One nice thing about ScanImageTiffReader_GetData() is that many asynchronous read requests are made at once. This typically means that read commands will be coallesced and queued by the operating system so that very high read bandwidths can be acheived.

Metadata

Reading metadata follows a similar pattern. To read the frame-invariant metadata:

  1. Determine the size of the buffer you need using ScanImageTiffReader_GetMetadataSizeBytes().

  2. Read it using ScanImageTiffReader_GetMetadata().

The frame-varying metadata is read using a similar pattern. There are two sets of functions for reading the frame varying data:

Command Line Interface

ScanImageTiffReader

The command line tool is designed to make inspecting files simple. It also allows extraction of the image data into a raw file.

Basic Commands

Command

Description

ScanImageTiffReader descriptions

Print all image descriptions.

with descriptions --frame <id>

Print one image description.

ScanImageTiffReader metadata

Print the ScanImage metadata.

ScanImageTiffReader data

Print the raw image data as a byte stream.

ScanImageTiffReader help

Print detailed help for a sub-command.

Usage

From the command line:

ScanImageTiffReader

will output a basic help message:

Usage: ScanImageTiffReader <command> [<args>]

These are the available commands:
   descriptions     Extract the contents of a the image description tag(s).
                    If you do not specify which frame, then all the image
                    descriptions are output.
          image     Do stuff with image data.
       metadata     Extract the ScanImage metadata section from the file.
           help     Print detailed help for the specified sub-command.

Sub-commands

Each sub-command has it’s own arguments. The available sub-commands are listed below.

help <subcommand>

Returns more detailed information for each sub-command.

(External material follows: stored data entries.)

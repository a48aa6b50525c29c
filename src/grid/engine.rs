//! 推理引擎接口
//!
//! 模型和推理运行时都是外部组件，流水线只依赖这里的 trait。

use crate::error::{GridError, GridResult};
use crate::grid::tensor::Tensor;

/// 推理引擎
///
/// 调用顺序为 `init` → 写入 `input` → `invoke` → 读取 `output` → `reset`。
pub trait InferenceEngine {
    /// 分配资源、加载模型
    fn init(&mut self) -> GridResult<()>;

    /// 可写的输入张量，引擎未初始化时返回 `None`
    fn input(&mut self) -> Option<&mut Tensor>;

    /// 输出张量，`invoke` 成功之前返回 `None`
    fn output(&self) -> Option<&Tensor>;

    /// 执行一次推理
    fn invoke(&mut self) -> GridResult<()>;

    /// 释放资源
    fn reset(&mut self) -> GridResult<()>;
}

/// 回放预先录制的输出张量的引擎
///
/// 不论输入是什么，`invoke` 之后都给出同一个输出。用于测试和离线分析。
#[derive(Debug, Clone)]
pub struct ReplayEngine {
    input: Tensor,
    recorded: Tensor,
    output: Option<Tensor>,
    initialized: bool,
    invocations: usize,
}

impl ReplayEngine {
    /// # 参数
    /// * `input` - 输入张量模板（形状和存储类型）
    /// * `recorded` - 每次推理都返回的输出张量
    pub fn new(input: Tensor, recorded: Tensor) -> Self {
        Self {
            input,
            recorded,
            output: None,
            initialized: false,
            invocations: 0,
        }
    }

    /// 最近一次写入的输入
    pub fn last_input(&self) -> &Tensor {
        &self.input
    }

    pub fn invocations(&self) -> usize {
        self.invocations
    }

    pub fn is_initialized(&self) -> bool {
        self.initialized
    }
}

impl InferenceEngine for ReplayEngine {
    fn init(&mut self) -> GridResult<()> {
        self.initialized = true;
        Ok(())
    }

    fn input(&mut self) -> Option<&mut Tensor> {
        self.initialized.then_some(&mut self.input)
    }

    fn output(&self) -> Option<&Tensor> {
        self.output.as_ref()
    }

    fn invoke(&mut self) -> GridResult<()> {
        if !self.initialized {
            return Err(GridError::Inference("引擎尚未初始化".to_string()));
        }
        self.output = Some(self.recorded.clone());
        self.invocations += 1;
        Ok(())
    }

    fn reset(&mut self) -> GridResult<()> {
        self.output = None;
        self.initialized = false;
        Ok(())
    }
}
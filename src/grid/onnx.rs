use std::path::{Path, PathBuf};

use ort::session::{builder::GraphOptimizationLevel, Session};
use ort::{inputs, value::Tensor as OrtTensor};

use crate::config::{ModelConfig, ONNX_INTRA_THREADS};
use crate::error::{GridError, GridResult};
use crate::grid::engine::InferenceEngine;
use crate::grid::tensor::{QuantParams, Tensor, TensorData};

/// 加载 ONNX 模型
///
/// 加载ONNX格式的模型，并应用优化配置。
///
/// # 参数
/// * `model_path` - 模型文件路径
///
/// # 返回值
/// 返回加载的Session对象
pub fn load_model(model_path: &Path) -> Result<Session, ort::Error> {
    let model = Session::builder()?
        .with_optimization_level(GraphOptimizationLevel::Level3)?
        .with_intra_threads(ONNX_INTRA_THREADS)?
        .commit_from_file(model_path)?;
    Ok(model)
}

fn ort_err(e: ort::Error) -> GridError {
    GridError::Inference(e.to_string())
}

/// 基于 ONNX Runtime 的推理引擎
///
/// 输入张量的形状和存储类型来自配置；输出配置了量化参数时按 int8 读取，否则按 f32 读取。
pub struct OnnxEngine {
    model_path: PathBuf,
    input: Tensor,
    output_quant: Option<QuantParams>,
    session: Option<Session>,
    input_name: String,
    output: Option<Tensor>,
}

impl OnnxEngine {
    pub fn new(model_path: impl Into<PathBuf>, input: Tensor) -> Self {
        Self {
            model_path: model_path.into(),
            input,
            output_quant: None,
            session: None,
            input_name: String::new(),
            output: None,
        }
    }

    pub fn with_output_quant(mut self, params: QuantParams) -> Self {
        self.output_quant = Some(params);
        self
    }

    /// 按模型配置创建引擎
    ///
    /// # 错误处理
    /// 配置中没有模型路径时返回 `Usage` 错误
    pub fn from_config(config: &ModelConfig) -> GridResult<Self> {
        let path = config
            .path
            .clone()
            .ok_or_else(|| GridError::Usage("未指定模型文件（--model 或配置项 model.path）".to_string()))?;
        let input = Tensor::zeros(&config.input_dims, config.input_quant);
        let engine = Self::new(path, input);
        Ok(match config.output_quant {
            Some(params) => engine.with_output_quant(params),
            None => engine,
        })
    }
}

fn to_dims(shape: &[i64]) -> Vec<usize> {
    shape.iter().map(|&d| d.max(0) as usize).collect()
}

impl InferenceEngine for OnnxEngine {
    fn init(&mut self) -> GridResult<()> {
        let session = load_model(&self.model_path)
            .map_err(|e| GridError::Inference(format!("无法加载模型 {}: {}", self.model_path.display(), e)))?;
        self.input_name = session
            .inputs
            .first()
            .map(|input| input.name.clone())
            .ok_or_else(|| GridError::Inference("模型没有输入".to_string()))?;
        log::debug!("模型已加载: {} (输入 {})", self.model_path.display(), self.input_name);
        self.session = Some(session);
        Ok(())
    }

    fn input(&mut self) -> Option<&mut Tensor> {
        self.session.as_ref()?;
        Some(&mut self.input)
    }

    fn output(&self) -> Option<&Tensor> {
        self.output.as_ref()
    }

    fn invoke(&mut self) -> GridResult<()> {
        let shape = match *self.input.dims() {
            [b, h, w, c] => [b, h, w, c],
            ref dims => {
                return Err(GridError::validation(format!("输入张量维度数应为 4, 实际为 {}", dims.len())));
            }
        };
        let session = self
            .session
            .as_mut()
            .ok_or_else(|| GridError::Inference("引擎尚未初始化".to_string()))?;

        let outputs = match self.input.data() {
            TensorData::Float(values) => {
                let tensor = OrtTensor::from_array((shape, values.iter().copied().collect::<Vec<f32>>()))
                    .map_err(ort_err)?;
                session.run(inputs![self.input_name.as_str() => tensor]).map_err(ort_err)?
            }
            TensorData::Quantized { values, .. } => {
                let tensor = OrtTensor::from_array((shape, values.iter().copied().collect::<Vec<i8>>()))
                    .map_err(ort_err)?;
                session.run(inputs![self.input_name.as_str() => tensor]).map_err(ort_err)?
            }
        };

        let output = match self.output_quant {
            Some(params) => {
                let (shape, data) = outputs[0].try_extract_tensor::<i8>().map_err(ort_err)?;
                Tensor::quantized(&to_dims(shape), data.to_vec(), params)?
            }
            None => {
                let (shape, data) = outputs[0].try_extract_tensor::<f32>().map_err(ort_err)?;
                Tensor::float(&to_dims(shape), data.to_vec())?
            }
        };
        drop(outputs);
        self.output = Some(output);
        Ok(())
    }

    fn reset(&mut self) -> GridResult<()> {
        self.session = None;
        self.output = None;
        Ok(())
    }
}
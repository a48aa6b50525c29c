use gridsight::config::GridConfig;
use gridsight::{
    Cube, CubeClass, DedupMode, EdgeMode, GridDecoder, GridError, GridVariant, ReplayEngine, Scanner, Tensor,
    parse_features,
};

#[cfg(test)]
mod tests {
    use super::*;

    /// 4x4 网格、三通道输出，对应 32x32 输入
    fn class_ab_output(hits: &[(usize, usize, usize, f32)]) -> Tensor {
        let mut values = vec![0.0f32; 4 * 4 * 3];
        for &(row, col, channel, v) in hits {
            values[(row * 4 + col) * 3 + channel] = v;
        }
        Tensor::float(&[1, 4, 4, 3], values).unwrap()
    }

    fn features(frame_size: usize, value: f32) -> String {
        vec![value.to_string(); frame_size].join(",")
    }

    #[test]
    fn class_ab_run_from_config() -> Result<(), Box<dyn std::error::Error>> {
        let dir = tempfile::tempdir()?;
        let output = dir.path().join("frame.bmp");
        let config = GridConfig::from_toml_str(&format!(
            r#"
            [model]
            input_dims = [1, 32, 32, 1]

            [decode]
            variant = "class_ab"

            [render]
            output = "{}"

            [report]
            color = false
            "#,
            output.display()
        ))?;

        let scanner = Scanner::from_config(&config);
        assert_eq!(scanner.frame_size(), 1024);

        // A 类优先于 B 类；三通道默认不去重，相邻结果都保留
        let mut engine = ReplayEngine::new(
            Tensor::zeros(&config.model.input_dims, None),
            class_ab_output(&[(0, 0, 1, 0.7), (0, 0, 2, 0.9), (0, 1, 1, 0.6), (3, 3, 2, 0.5)]),
        );
        let features = parse_features(&features(1024, 0.0))?;
        let mut out = Vec::new();
        let outcome = scanner.run(&mut engine, &features, &mut out)?;

        assert_eq!(
            outcome.cubes,
            vec![
                Cube::new(0, 0, 0.7, CubeClass::ClassA),
                Cube::new(0, 1, 0.6, CubeClass::ClassA),
                Cube::new(3, 3, 0.5, CubeClass::ClassB),
            ]
        );

        let text = String::from_utf8(out)?;
        assert!(text.contains("Image resolution: 32x32"));
        assert!(text.contains("Found 3 cube(s):"));
        assert!(!text.contains('\x1b'));

        let bitmap = image::open(&output)?.to_rgb8();
        assert_eq!(bitmap.dimensions(), (32, 32));
        assert_eq!(bitmap.get_pixel(3, 3).0, [0xFF, 0, 0]);
        assert_eq!(bitmap.get_pixel(12, 4).0, [0xFF, 0, 0]);
        assert_eq!(bitmap.get_pixel(31, 31).0, [0, 0xFF, 0]);
        assert_eq!(bitmap.get_pixel(20, 4).0, [0, 0, 0]);
        Ok(())
    }

    #[test]
    fn binary_greedy_keeps_first_in_scan_order() {
        let mut values = vec![0.0f32; 3 * 3 * 2];
        // (0, 1) 置信度较低但先被扫描到
        values[(0 * 3 + 1) * 2 + 1] = 0.4;
        values[(1 * 3 + 1) * 2 + 1] = 0.95;
        values[(2 * 3 + 2) * 2 + 1] = 0.31;
        let tensor = Tensor::float(&[1, 3, 3, 2], values).unwrap();

        let greedy = GridDecoder::new(GridVariant::Binary).decode(&tensor).unwrap();
        assert_eq!(greedy.iter().map(|c| (c.row, c.col)).collect::<Vec<_>>(), vec![(0, 1), (2, 2)]);

        let ranked = GridDecoder::new(GridVariant::Binary)
            .with_dedup(DedupMode::Ranked)
            .decode(&tensor)
            .unwrap();
        assert_eq!(ranked.iter().map(|c| (c.row, c.col)).collect::<Vec<_>>(), vec![(1, 1)]);
    }

    #[test]
    fn cubes_on_the_edge_are_clipped() {
        let dir = tempfile::tempdir().unwrap();
        let path = dir.path().join("edge.bmp");
        // 20x20 输入，3x3 网格：最后一列/行的方块只剩 4 个像素宽
        let mut values = vec![0.0f32; 3 * 3 * 2];
        values[(2 * 3 + 2) * 2 + 1] = 0.9;
        let mut engine = ReplayEngine::new(
            Tensor::zeros(&[1, 20, 20, 1], None),
            Tensor::float(&[1, 3, 3, 2], values).unwrap(),
        );
        let scanner = Scanner::new(400, GridDecoder::new(GridVariant::Binary))
            .with_edge_mode(EdgeMode::Clip)
            .with_output_path(&path);

        let features = parse_features(&features(400, 1.0)).unwrap();
        scanner.run(&mut engine, &features, &mut Vec::new()).unwrap();

        let bitmap = image::open(&path).unwrap().to_rgb8();
        assert_eq!(bitmap.get_pixel(19, 19).0, [0xFF, 0, 0]);
        assert_eq!(bitmap.get_pixel(16, 16).0, [0xFF, 0, 0]);
        assert_eq!(bitmap.get_pixel(15, 15).0, [0xFF, 0xFF, 0xFF]);
        // 裁剪模式不会绕到下一行的开头
        assert_eq!(bitmap.get_pixel(0, 19).0, [0xFF, 0xFF, 0xFF]);
    }

    #[test]
    fn bad_feature_token_is_reported_with_index() {
        let err = parse_features("0.1, 0.2, nope, 0.4").unwrap_err();
        match err {
            GridError::Parse { index, token } => {
                assert_eq!(index, 2);
                assert_eq!(token, "nope");
            }
            other => panic!("unexpected error: {other}"),
        }
    }

    #[test]
    fn wrong_feature_count_leaves_no_bitmap() {
        let dir = tempfile::tempdir().unwrap();
        let path = dir.path().join("debug.bmp");
        let mut engine = ReplayEngine::new(Tensor::zeros(&[1, 32, 32, 1], None), class_ab_output(&[]));
        let scanner = Scanner::new(1024, GridDecoder::new(GridVariant::ClassAb)).with_output_path(&path);

        let features = parse_features(&features(1000, 0.5)).unwrap();
        let err = scanner.run(&mut engine, &features, &mut Vec::new()).unwrap_err();
        assert!(matches!(err, GridError::SizeMismatch { expected: 1024, actual: 1000 }));
        assert!(!path.exists());
        assert_eq!(engine.invocations(), 0);
    }
}
//! 文本诊断输出
//!
//! 输出推理设置、张量形状、每个网格单元的解码值以及检测结果坐标。

use std::io::{self, Write};

use crate::config::DEFAULT_HIGHLIGHT;
use crate::grid::cubes::Cube;
use crate::grid::tensor::Tensor;

const YELLOW: &str = "\x1b[0;33m";
const RESET: &str = "\x1b[0m";

/// 诊断输出的格式设置
#[derive(Debug, Clone, Copy, PartialEq)]
pub struct Report {
    /// 达到该值的单元会被高亮
    pub highlight: f32,
    /// 是否使用 ANSI 颜色
    pub color: bool,
}

impl Default for Report {
    fn default() -> Self {
        Self { highlight: DEFAULT_HIGHLIGHT, color: true }
    }
}

impl Report {
    pub fn new(highlight: f32, color: bool) -> Self {
        Self { highlight, color }
    }

    pub fn write_settings<W: Write>(&self, out: &mut W, width: usize, height: usize, frame_size: usize) -> io::Result<()> {
        writeln!(out, "Inferencing settings:")?;
        writeln!(out, "\tImage resolution: {}x{}", width, height)?;
        writeln!(out, "\tFrame size: {}", frame_size)
    }

    /// 输出张量形状，`label` 一般为 "Input" 或 "Output"
    pub fn write_dims<W: Write>(&self, out: &mut W, label: &str, tensor: &Tensor) -> io::Result<()> {
        writeln!(out, "{} dims size {}, bytes {}", label, tensor.dims().len(), tensor.byte_len())?;
        for (ix, dim) in tensor.dims().iter().enumerate() {
            writeln!(out, "    dim {}: {}", ix, dim)?;
        }
        Ok(())
    }

    /// 逐行输出某个通道的解码值，每个网格行一行
    pub fn write_grid<W: Write>(&self, out: &mut W, tensor: &Tensor, channel: usize) -> io::Result<()> {
        // 形状错误由解码器报告，这里只跳过
        let Ok(shape) = tensor.grid_shape() else {
            return Ok(());
        };
        for row in 0..shape.rows {
            for col in 0..shape.cols {
                let v = tensor.value(row, col, channel).unwrap_or(0.0);
                if self.color && v >= self.highlight {
                    write!(out, "{}{:.2}{} ", YELLOW, v, RESET)?;
                } else {
                    write!(out, "{:.2} ", v)?;
                }
            }
            writeln!(out)?;
        }
        Ok(())
    }

    pub fn write_cubes<W: Write>(&self, out: &mut W, cubes: &[Cube]) -> io::Result<()> {
        writeln!(out, "Found {} cube(s):", cubes.len())?;
        for cube in cubes {
            writeln!(
                out,
                "    {} at x={}, y={} = {:.5}",
                cube.class.label(),
                cube.x(),
                cube.y(),
                cube.confidence
            )?;
        }
        Ok(())
    }
}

descriptions [--frame <index>] <input tiff> [<output file>]

Extract header data. ScanImage stores (a lot) of information about the state of the microscope in each frame. This command will extract all the information for all the frames. If you use --frame only that frame’s header will be output.

metadata <input tiff> [<output file>]

Extracts the metadata section. ScanImage stores some non-frame varying data in the Tiff file, which is what this command extracts.

Historically, this data has had several different formats. Some are human readible text, but some are binary formats that are difficult to interpret outside of Matlab. ScanImage provides a matlab-specific tool for decoding the binary formats.

image bytes <input file>

Return the size of the raw image data in bytes.

image raw <input file> <output file>

Write raw bytes to an output file for the entire volume. The pixels are written in row-major order (C-style), so for an array with dimensions [w,h,d] the index of a pixel at (x,y,z) is x+y*w+z*w*h.

image shape <input file>

Print the dimensions and pixel type of the volume in the tiff stack.

Performance

Compared to many common BigTiff readers, the ScanImageTiffReader is fast. When done right, reading a Tiff file can have very low overhead. One should expect that the read performance is roughly the same as the bandwidth-limiting bottleneck, usually the hard-drive used for storage.

Thanks to solid-state storage and aggressive caching of files by the operating systems, read speeds of 500 MB/s or greater are very acheivable. Realizing this bandwidth improvement can reduce read times by an order of magnitude or more.

Reading from an SSD drive (Samsung 840 Pro),

_images/drive_stats.png

Benchmark speeds for the storage drive used here.

_images/file_explorer.png

A 6GB BigTiff file produced by ScanImage.

A roughly 6GB file should take ~11.4 seconds to read. Using the ScanImageTiffReader:

_images/julia_si.png

Time to read a stack using the ScanImageTiffReader API in Julia. The choice of language doesn’t make a significant difference.

We can compute the effective read bandwidth by dividing the total byte size of the file (6.277 GB) by the amount of time it took to read the file. In the Julia example above, this comes out to 430 MB/s.

Due to caching by the operating system, we sometimes exceed the expected speed of the hard drive. The behavior of this kind of file-system caching might vary between operating systems.